* _Work instruction_: Count the lines in the data below that include the word "crate", then state the total and nothing besides.

Collected data:
——
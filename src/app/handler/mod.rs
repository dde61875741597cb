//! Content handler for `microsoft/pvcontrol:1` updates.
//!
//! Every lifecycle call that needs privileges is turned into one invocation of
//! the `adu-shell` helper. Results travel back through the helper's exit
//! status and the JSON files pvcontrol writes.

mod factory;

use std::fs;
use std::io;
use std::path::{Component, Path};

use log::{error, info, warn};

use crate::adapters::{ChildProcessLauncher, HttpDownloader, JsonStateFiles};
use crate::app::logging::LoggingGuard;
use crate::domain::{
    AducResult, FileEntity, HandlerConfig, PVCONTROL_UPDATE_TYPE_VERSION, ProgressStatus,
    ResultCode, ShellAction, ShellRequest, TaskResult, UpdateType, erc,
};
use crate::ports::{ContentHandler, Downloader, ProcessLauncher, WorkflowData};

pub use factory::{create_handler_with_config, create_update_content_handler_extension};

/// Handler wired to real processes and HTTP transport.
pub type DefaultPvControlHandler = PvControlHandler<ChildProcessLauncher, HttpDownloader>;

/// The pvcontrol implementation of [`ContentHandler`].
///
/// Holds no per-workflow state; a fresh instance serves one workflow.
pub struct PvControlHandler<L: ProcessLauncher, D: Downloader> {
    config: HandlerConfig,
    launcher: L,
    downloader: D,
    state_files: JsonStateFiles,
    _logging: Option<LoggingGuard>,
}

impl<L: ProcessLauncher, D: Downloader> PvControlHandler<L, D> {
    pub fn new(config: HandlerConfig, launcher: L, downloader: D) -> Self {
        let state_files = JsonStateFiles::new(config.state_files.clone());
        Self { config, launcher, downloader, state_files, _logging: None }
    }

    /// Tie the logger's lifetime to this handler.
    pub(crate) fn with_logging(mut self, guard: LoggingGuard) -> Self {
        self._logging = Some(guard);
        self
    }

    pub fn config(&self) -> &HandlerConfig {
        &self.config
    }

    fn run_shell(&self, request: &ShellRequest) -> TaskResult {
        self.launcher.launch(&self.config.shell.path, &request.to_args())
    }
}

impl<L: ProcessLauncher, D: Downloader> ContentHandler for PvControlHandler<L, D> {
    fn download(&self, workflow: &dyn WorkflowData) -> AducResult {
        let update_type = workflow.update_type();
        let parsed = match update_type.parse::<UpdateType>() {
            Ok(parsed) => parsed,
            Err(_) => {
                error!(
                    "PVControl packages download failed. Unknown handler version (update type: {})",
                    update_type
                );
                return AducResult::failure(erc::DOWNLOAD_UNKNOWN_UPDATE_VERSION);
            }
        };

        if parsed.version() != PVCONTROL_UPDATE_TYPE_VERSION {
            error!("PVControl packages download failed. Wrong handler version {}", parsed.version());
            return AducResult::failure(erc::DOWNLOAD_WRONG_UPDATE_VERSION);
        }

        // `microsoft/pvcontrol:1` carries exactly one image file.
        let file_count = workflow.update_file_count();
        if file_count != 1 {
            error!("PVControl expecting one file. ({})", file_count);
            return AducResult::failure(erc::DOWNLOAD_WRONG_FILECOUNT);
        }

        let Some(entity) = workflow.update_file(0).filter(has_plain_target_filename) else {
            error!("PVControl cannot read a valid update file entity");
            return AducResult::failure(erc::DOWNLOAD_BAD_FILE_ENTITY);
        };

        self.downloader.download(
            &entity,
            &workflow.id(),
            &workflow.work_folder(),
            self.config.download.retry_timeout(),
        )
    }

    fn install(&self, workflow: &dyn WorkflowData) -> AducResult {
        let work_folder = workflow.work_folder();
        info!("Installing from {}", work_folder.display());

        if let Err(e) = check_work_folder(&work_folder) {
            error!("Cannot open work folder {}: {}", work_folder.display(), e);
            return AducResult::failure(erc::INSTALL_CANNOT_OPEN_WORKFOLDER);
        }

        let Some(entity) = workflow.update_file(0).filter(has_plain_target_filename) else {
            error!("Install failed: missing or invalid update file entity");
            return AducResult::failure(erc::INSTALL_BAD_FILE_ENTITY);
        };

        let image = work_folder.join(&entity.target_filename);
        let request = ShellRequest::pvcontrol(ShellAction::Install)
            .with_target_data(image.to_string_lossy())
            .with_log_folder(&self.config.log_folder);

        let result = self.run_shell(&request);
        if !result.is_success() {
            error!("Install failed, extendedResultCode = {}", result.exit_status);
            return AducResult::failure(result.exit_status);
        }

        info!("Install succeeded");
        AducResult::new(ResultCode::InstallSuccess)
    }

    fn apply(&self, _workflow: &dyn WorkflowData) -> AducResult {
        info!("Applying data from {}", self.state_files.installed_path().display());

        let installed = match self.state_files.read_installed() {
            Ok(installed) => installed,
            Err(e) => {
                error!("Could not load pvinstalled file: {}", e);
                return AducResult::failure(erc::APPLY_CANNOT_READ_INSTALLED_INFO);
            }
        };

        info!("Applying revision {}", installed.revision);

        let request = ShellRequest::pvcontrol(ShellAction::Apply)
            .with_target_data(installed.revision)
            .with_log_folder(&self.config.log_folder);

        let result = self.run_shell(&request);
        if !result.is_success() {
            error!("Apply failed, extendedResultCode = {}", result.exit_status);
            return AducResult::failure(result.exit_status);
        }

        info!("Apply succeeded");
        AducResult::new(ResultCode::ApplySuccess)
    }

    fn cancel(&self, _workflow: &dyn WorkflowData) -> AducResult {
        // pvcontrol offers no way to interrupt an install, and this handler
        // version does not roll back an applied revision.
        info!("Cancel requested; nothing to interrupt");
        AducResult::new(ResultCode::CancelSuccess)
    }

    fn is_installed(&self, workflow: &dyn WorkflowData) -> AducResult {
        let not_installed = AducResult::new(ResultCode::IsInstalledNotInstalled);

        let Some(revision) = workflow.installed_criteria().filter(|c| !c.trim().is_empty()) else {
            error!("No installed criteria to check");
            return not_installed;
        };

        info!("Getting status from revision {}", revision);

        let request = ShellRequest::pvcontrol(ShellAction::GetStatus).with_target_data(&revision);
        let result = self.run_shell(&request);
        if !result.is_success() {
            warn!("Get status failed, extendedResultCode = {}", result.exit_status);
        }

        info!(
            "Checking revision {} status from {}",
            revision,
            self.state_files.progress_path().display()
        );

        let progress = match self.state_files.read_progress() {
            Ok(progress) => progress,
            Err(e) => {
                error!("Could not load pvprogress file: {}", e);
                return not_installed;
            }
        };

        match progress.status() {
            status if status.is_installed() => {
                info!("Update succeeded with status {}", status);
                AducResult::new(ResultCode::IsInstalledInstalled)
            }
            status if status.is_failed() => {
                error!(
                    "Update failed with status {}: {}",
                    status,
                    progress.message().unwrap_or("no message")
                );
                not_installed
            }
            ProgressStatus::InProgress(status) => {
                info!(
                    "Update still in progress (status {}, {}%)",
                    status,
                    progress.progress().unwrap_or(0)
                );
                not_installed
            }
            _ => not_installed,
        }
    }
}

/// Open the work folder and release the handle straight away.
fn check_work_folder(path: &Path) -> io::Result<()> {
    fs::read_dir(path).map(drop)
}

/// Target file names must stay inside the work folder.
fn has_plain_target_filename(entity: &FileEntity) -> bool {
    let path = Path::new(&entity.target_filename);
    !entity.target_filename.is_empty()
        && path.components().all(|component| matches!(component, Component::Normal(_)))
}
——
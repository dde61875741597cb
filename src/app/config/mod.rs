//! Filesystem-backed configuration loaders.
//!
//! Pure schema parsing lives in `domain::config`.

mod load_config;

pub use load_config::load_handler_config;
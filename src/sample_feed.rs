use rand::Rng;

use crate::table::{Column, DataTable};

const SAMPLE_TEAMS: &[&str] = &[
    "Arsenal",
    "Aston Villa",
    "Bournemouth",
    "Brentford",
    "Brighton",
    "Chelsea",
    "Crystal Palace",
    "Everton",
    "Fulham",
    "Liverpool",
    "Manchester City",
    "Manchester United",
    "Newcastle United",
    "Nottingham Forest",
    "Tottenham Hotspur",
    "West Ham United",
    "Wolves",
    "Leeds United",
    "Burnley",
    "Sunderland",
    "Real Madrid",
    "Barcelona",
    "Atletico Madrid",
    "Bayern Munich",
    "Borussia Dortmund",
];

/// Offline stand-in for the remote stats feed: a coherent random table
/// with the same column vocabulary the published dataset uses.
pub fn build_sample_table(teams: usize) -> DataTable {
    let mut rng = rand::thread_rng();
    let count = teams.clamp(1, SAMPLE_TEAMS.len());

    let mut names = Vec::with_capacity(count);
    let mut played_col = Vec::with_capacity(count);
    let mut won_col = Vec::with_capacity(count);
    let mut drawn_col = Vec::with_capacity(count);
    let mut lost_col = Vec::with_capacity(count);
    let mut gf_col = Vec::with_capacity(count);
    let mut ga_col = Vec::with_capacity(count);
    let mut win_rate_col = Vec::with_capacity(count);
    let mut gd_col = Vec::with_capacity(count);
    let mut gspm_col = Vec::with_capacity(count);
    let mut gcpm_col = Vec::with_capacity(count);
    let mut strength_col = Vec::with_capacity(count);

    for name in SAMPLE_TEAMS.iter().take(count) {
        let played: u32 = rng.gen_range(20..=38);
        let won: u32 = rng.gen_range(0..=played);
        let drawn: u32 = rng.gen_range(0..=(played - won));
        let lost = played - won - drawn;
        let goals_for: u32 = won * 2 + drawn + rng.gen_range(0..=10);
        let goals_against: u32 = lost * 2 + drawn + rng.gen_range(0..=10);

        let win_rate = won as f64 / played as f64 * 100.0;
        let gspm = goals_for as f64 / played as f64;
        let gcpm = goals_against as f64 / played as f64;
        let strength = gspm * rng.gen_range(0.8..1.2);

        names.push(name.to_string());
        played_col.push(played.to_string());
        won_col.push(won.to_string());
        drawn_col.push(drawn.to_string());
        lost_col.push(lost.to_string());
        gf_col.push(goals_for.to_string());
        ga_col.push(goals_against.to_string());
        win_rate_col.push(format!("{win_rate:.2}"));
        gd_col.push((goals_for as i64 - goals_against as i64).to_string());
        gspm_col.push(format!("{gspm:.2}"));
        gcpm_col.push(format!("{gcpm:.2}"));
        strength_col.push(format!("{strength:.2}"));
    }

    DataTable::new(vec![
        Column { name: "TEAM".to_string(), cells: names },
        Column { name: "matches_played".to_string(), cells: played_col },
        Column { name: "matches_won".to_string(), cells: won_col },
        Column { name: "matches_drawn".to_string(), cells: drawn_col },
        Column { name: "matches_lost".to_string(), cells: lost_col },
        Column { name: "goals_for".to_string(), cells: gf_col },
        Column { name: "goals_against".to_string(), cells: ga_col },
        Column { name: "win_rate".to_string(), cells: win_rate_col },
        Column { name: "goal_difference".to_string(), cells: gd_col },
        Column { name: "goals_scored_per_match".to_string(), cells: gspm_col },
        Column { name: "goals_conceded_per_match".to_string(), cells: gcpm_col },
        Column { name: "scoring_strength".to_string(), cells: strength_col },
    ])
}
——
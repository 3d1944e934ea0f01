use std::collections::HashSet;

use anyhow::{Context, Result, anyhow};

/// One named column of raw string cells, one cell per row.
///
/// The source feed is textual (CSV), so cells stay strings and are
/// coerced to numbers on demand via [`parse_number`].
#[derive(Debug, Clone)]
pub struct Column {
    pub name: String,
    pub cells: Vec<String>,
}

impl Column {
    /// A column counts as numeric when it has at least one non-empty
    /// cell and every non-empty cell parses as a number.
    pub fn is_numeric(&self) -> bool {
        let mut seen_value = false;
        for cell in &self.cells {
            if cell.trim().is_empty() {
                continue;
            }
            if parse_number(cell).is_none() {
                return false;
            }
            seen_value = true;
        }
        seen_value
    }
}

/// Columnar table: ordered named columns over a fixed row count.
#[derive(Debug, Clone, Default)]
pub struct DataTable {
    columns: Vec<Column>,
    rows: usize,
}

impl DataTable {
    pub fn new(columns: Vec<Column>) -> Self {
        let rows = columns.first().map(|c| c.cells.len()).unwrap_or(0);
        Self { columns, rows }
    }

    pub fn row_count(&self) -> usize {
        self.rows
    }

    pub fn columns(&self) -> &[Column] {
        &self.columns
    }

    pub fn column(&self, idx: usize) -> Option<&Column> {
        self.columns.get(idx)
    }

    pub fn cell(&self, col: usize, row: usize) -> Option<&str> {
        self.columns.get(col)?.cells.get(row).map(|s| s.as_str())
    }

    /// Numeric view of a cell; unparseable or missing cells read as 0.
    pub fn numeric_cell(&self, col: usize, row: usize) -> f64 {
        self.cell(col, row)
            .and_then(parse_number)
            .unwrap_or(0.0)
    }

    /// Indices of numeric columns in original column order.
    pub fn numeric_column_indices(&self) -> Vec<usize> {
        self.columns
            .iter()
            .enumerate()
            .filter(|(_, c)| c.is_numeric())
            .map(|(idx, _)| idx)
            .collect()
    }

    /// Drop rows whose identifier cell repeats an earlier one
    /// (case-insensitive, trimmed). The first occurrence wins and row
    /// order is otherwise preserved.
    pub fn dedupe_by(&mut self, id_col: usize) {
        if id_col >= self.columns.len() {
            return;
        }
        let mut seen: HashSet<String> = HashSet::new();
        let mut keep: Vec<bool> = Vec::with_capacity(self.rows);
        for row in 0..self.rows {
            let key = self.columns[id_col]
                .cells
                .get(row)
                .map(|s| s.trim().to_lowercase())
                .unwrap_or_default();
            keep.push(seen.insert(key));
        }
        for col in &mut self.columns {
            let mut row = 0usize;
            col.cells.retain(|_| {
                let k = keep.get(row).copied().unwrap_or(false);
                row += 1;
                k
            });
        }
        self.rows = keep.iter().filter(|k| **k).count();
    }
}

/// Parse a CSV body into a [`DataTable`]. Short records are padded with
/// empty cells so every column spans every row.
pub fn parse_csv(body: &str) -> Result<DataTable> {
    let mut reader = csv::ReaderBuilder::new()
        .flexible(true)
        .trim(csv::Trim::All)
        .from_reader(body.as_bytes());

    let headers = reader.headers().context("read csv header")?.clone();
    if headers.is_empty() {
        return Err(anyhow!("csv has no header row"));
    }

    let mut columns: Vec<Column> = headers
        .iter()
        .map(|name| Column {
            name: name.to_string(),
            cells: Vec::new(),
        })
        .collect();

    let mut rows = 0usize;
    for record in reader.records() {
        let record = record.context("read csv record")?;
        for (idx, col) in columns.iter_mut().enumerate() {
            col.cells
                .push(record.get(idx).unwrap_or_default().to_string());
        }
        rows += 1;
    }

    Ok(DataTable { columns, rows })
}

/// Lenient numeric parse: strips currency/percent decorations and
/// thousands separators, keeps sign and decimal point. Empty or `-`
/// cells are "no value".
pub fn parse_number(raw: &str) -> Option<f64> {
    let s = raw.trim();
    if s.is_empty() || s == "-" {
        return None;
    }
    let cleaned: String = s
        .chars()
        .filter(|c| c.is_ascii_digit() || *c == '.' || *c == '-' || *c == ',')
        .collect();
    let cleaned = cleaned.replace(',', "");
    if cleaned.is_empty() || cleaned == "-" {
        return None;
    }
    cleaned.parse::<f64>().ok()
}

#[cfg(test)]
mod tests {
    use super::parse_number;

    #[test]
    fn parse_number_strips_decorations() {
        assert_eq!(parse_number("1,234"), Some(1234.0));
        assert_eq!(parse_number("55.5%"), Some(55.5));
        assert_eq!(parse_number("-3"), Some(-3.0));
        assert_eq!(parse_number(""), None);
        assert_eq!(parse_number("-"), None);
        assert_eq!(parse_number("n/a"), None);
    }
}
——
* _Response to the exercise_: 6